WORK TO COMPLETE: The output is to match the entries below character for character.

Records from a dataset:

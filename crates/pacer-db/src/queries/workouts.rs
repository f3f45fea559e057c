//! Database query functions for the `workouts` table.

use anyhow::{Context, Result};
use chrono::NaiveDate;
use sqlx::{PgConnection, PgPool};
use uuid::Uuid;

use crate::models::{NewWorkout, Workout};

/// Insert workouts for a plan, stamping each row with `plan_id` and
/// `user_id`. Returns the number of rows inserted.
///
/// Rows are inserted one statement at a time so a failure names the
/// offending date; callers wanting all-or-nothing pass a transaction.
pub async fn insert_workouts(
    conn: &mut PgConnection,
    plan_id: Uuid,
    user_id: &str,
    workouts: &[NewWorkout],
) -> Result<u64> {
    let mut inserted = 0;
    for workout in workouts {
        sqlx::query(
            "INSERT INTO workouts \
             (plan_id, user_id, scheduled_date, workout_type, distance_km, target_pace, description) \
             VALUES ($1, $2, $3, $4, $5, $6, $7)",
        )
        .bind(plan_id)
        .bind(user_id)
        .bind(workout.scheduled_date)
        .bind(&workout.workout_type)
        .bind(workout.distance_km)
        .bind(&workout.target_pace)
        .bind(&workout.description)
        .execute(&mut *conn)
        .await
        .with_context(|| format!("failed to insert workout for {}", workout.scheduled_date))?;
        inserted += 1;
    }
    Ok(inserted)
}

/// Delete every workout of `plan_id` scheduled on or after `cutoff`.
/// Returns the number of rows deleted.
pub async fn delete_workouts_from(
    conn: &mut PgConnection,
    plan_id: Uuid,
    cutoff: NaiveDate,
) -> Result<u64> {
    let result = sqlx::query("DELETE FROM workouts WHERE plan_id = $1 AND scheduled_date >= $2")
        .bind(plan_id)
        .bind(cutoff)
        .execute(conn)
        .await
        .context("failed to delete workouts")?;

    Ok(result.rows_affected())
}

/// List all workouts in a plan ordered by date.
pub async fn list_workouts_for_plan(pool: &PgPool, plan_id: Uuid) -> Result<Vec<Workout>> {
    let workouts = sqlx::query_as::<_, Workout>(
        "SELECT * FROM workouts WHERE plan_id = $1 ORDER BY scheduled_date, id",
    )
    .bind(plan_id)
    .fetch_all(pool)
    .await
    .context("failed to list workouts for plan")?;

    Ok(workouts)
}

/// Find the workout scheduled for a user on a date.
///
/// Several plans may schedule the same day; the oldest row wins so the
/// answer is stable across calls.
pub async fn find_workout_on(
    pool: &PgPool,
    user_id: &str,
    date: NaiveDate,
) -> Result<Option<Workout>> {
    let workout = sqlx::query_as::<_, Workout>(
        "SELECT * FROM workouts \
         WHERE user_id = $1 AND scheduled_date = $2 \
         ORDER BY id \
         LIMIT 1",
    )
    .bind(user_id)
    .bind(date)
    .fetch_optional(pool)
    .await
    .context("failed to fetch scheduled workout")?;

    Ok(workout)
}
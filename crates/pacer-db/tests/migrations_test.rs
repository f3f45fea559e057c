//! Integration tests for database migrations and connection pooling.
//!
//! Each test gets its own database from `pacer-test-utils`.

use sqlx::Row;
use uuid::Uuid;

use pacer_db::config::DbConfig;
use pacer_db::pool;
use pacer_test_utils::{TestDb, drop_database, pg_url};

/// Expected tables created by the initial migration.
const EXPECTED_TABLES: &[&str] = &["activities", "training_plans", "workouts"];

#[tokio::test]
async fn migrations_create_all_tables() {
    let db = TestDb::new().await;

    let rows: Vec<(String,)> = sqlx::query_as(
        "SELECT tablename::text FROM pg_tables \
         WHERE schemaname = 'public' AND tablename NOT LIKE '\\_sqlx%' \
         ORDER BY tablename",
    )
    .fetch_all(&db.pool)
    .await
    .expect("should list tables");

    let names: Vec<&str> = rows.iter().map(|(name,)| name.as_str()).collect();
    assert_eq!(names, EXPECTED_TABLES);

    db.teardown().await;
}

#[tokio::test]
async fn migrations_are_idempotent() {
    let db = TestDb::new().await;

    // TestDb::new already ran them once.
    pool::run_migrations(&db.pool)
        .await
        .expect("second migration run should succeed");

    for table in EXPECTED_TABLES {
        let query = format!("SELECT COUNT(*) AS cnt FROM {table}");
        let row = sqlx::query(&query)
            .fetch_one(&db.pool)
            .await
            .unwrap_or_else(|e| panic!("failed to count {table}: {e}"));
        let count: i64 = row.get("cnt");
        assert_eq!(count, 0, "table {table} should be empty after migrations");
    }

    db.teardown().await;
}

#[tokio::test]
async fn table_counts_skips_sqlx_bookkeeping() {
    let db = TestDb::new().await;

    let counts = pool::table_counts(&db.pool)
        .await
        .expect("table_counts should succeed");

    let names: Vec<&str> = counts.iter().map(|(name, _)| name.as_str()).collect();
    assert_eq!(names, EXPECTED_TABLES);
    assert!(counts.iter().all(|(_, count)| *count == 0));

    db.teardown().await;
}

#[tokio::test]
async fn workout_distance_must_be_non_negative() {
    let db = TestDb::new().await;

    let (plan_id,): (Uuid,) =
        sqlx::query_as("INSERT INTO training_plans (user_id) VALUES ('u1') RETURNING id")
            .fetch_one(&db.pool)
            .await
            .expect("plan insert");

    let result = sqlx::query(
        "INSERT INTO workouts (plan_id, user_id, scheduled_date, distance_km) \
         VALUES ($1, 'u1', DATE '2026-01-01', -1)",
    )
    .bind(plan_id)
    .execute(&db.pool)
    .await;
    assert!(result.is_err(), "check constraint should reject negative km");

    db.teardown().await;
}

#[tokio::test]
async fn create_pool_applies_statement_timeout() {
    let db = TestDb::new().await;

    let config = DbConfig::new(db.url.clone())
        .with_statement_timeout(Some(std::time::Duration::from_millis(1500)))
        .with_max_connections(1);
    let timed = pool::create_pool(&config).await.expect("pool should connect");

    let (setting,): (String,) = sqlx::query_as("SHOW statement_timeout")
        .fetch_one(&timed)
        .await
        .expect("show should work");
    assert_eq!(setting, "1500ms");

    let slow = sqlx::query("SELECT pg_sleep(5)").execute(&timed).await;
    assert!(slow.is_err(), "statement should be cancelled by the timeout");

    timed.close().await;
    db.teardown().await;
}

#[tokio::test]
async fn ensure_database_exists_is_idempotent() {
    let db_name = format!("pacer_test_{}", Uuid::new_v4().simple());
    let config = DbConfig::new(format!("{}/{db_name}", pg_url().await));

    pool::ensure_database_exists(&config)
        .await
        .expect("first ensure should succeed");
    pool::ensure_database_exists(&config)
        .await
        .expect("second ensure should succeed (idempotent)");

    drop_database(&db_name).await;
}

EXERCISE ANSWER:
filename crates/pacer-db/src/queries/workouts.rs
repository f3f45fea559e057c
//! Database query functions for the `workouts` table.

use anyhow::{Context, Result};
use chrono::NaiveDate;
use sqlx::{PgConnection, PgPool};
use uuid::Uuid;

use crate::models::{NewWorkout, Workout};

/// Insert workouts for a plan, stamping each row with `plan_id` and
/// `user_id`. Returns the number of rows inserted.
///
/// Rows are inserted one statement at a time so a failure names the
/// offending date; callers wanting all-or-nothing pass a transaction.
pub async fn insert_workouts(
    conn: &mut PgConnection,
    plan_id: Uuid,
    user_id: &str,
    workouts: &[NewWorkout],
) -> Result<u64> {
    let mut inserted = 0;
    for workout in workouts {
        sqlx::query(
            "INSERT INTO workouts \
             (plan_id, user_id, scheduled_date, workout_type, distance_km, target_pace, description) \
             VALUES ($1, $2, $3, $4, $5, $6, $7)",
        )
        .bind(plan_id)
        .bind(user_id)
        .bind(workout.scheduled_date)
        .bind(&workout.workout_type)
        .bind(workout.distance_km)
        .bind(&workout.target_pace)
        .bind(&workout.description)
        .execute(&mut *conn)
        .await
        .with_context(|| format!("failed to insert workout for {}", workout.scheduled_date))?;
        inserted += 1;
    }
    Ok(inserted)
}

/// Delete every workout of `plan_id` scheduled on or after `cutoff`.
/// Returns the number of rows deleted.
pub async fn delete_workouts_from(
    conn: &mut PgConnection,
    plan_id: Uuid,
    cutoff: NaiveDate,
) -> Result<u64> {
    let result = sqlx::query("DELETE FROM workouts WHERE plan_id = $1 AND scheduled_date >= $2")
        .bind(plan_id)
        .bind(cutoff)
        .execute(conn)
        .await
        .context("failed to delete workouts")?;

    Ok(result.rows_affected())
}

/// List all workouts in a plan ordered by date.
pub async fn list_workouts_for_plan(pool: &PgPool, plan_id: Uuid) -> Result<Vec<Workout>> {
    let workouts = sqlx::query_as::<_, Workout>(
        "SELECT * FROM workouts WHERE plan_id = $1 ORDER BY scheduled_date, id",
    )
    .bind(plan_id)
    .fetch_all(pool)
    .await
    .context("failed to list workouts for plan")?;

    Ok(workouts)
}

/// Find the workout scheduled for a user on a date.
///
/// Several plans may schedule the same day; the oldest row wins so the
/// answer is stable across calls.
pub async fn find_workout_on(
    pool: &PgPool,
    user_id: &str,
    date: NaiveDate,
) -> Result<Option<Workout>> {
    let workout = sqlx::query_as::<_, Workout>(
        "SELECT * FROM workouts \
         WHERE user_id = $1 AND scheduled_date = $2 \
         ORDER BY id \
         LIMIT 1",
    )
    .bind(user_id)
    .bind(date)
    .fetch_optional(pool)
    .await
    .context("failed to fetch scheduled workout")?;

    Ok(workout)
}
filename crates/pacer-db/tests/migrations_test.rs
repository f3f45fea559e057c
//! Integration tests for database migrations and connection pooling.
//!
//! Each test gets its own database from `pacer-test-utils`.

use sqlx::Row;
use uuid::Uuid;

use pacer_db::config::DbConfig;
use pacer_db::pool;
use pacer_test_utils::{TestDb, drop_database, pg_url};

/// Expected tables created by the initial migration.
const EXPECTED_TABLES: &[&str] = &["activities", "training_plans", "workouts"];

#[tokio::test]
async fn migrations_create_all_tables() {
    let db = TestDb::new().await;

    let rows: Vec<(String,)> = sqlx::query_as(
        "SELECT tablename::text FROM pg_tables \
         WHERE schemaname = 'public' AND tablename NOT LIKE '\\_sqlx%' \
         ORDER BY tablename",
    )
    .fetch_all(&db.pool)
    .await
    .expect("should list tables");

    let names: Vec<&str> = rows.iter().map(|(name,)| name.as_str()).collect();
    assert_eq!(names, EXPECTED_TABLES);

    db.teardown().await;
}

#[tokio::test]
async fn migrations_are_idempotent() {
    let db = TestDb::new().await;

    // TestDb::new already ran them once.
    pool::run_migrations(&db.pool)
        .await
        .expect("second migration run should succeed");

    for table in EXPECTED_TABLES {
        let query = format!("SELECT COUNT(*) AS cnt FROM {table}");
        let row = sqlx::query(&query)
            .fetch_one(&db.pool)
            .await
            .unwrap_or_else(|e| panic!("failed to count {table}: {e}"));
        let count: i64 = row.get("cnt");
        assert_eq!(count, 0, "table {table} should be empty after migrations");
    }

    db.teardown().await;
}

#[tokio::test]
async fn table_counts_skips_sqlx_bookkeeping() {
    let db = TestDb::new().await;

    let counts = pool::table_counts(&db.pool)
        .await
        .expect("table_counts should succeed");

    let names: Vec<&str> = counts.iter().map(|(name, _)| name.as_str()).collect();
    assert_eq!(names, EXPECTED_TABLES);
    assert!(counts.iter().all(|(_, count)| *count == 0));

    db.teardown().await;
}

#[tokio::test]
async fn workout_distance_must_be_non_negative() {
    let db = TestDb::new().await;

    let (plan_id,): (Uuid,) =
        sqlx::query_as("INSERT INTO training_plans (user_id) VALUES ('u1') RETURNING id")
            .fetch_one(&db.pool)
            .await
            .expect("plan insert");

    let result = sqlx::query(
        "INSERT INTO workouts (plan_id, user_id, scheduled_date, distance_km) \
         VALUES ($1, 'u1', DATE '2026-01-01', -1)",
    )
    .bind(plan_id)
    .execute(&db.pool)
    .await;
    assert!(result.is_err(), "check constraint should reject negative km");

    db.teardown().await;
}

#[tokio::test]
async fn create_pool_applies_statement_timeout() {
    let db = TestDb::new().await;

    let config = DbConfig::new(db.url.clone())
        .with_statement_timeout(Some(std::time::Duration::from_millis(1500)))
        .with_max_connections(1);
    let timed = pool::create_pool(&config).await.expect("pool should connect");

    let (setting,): (String,) = sqlx::query_as("SHOW statement_timeout")
        .fetch_one(&timed)
        .await
        .expect("show should work");
    assert_eq!(setting, "1500ms");

    let slow = sqlx::query("SELECT pg_sleep(5)").execute(&timed).await;
    assert!(slow.is_err(), "statement should be cancelled by the timeout");

    timed.close().await;
    db.teardown().await;
}

#[tokio::test]
async fn ensure_database_exists_is_idempotent() {
    let db_name = format!("pacer_test_{}", Uuid::new_v4().simple());
    let config = DbConfig::new(format!("{}/{db_name}", pg_url().await));

    pool::ensure_database_exists(&config)
        .await
        .expect("first ensure should succeed");
    pool::ensure_database_exists(&config)
        .await
        .expect("second ensure should succeed (idempotent)");

    drop_database(&db_name).await;
}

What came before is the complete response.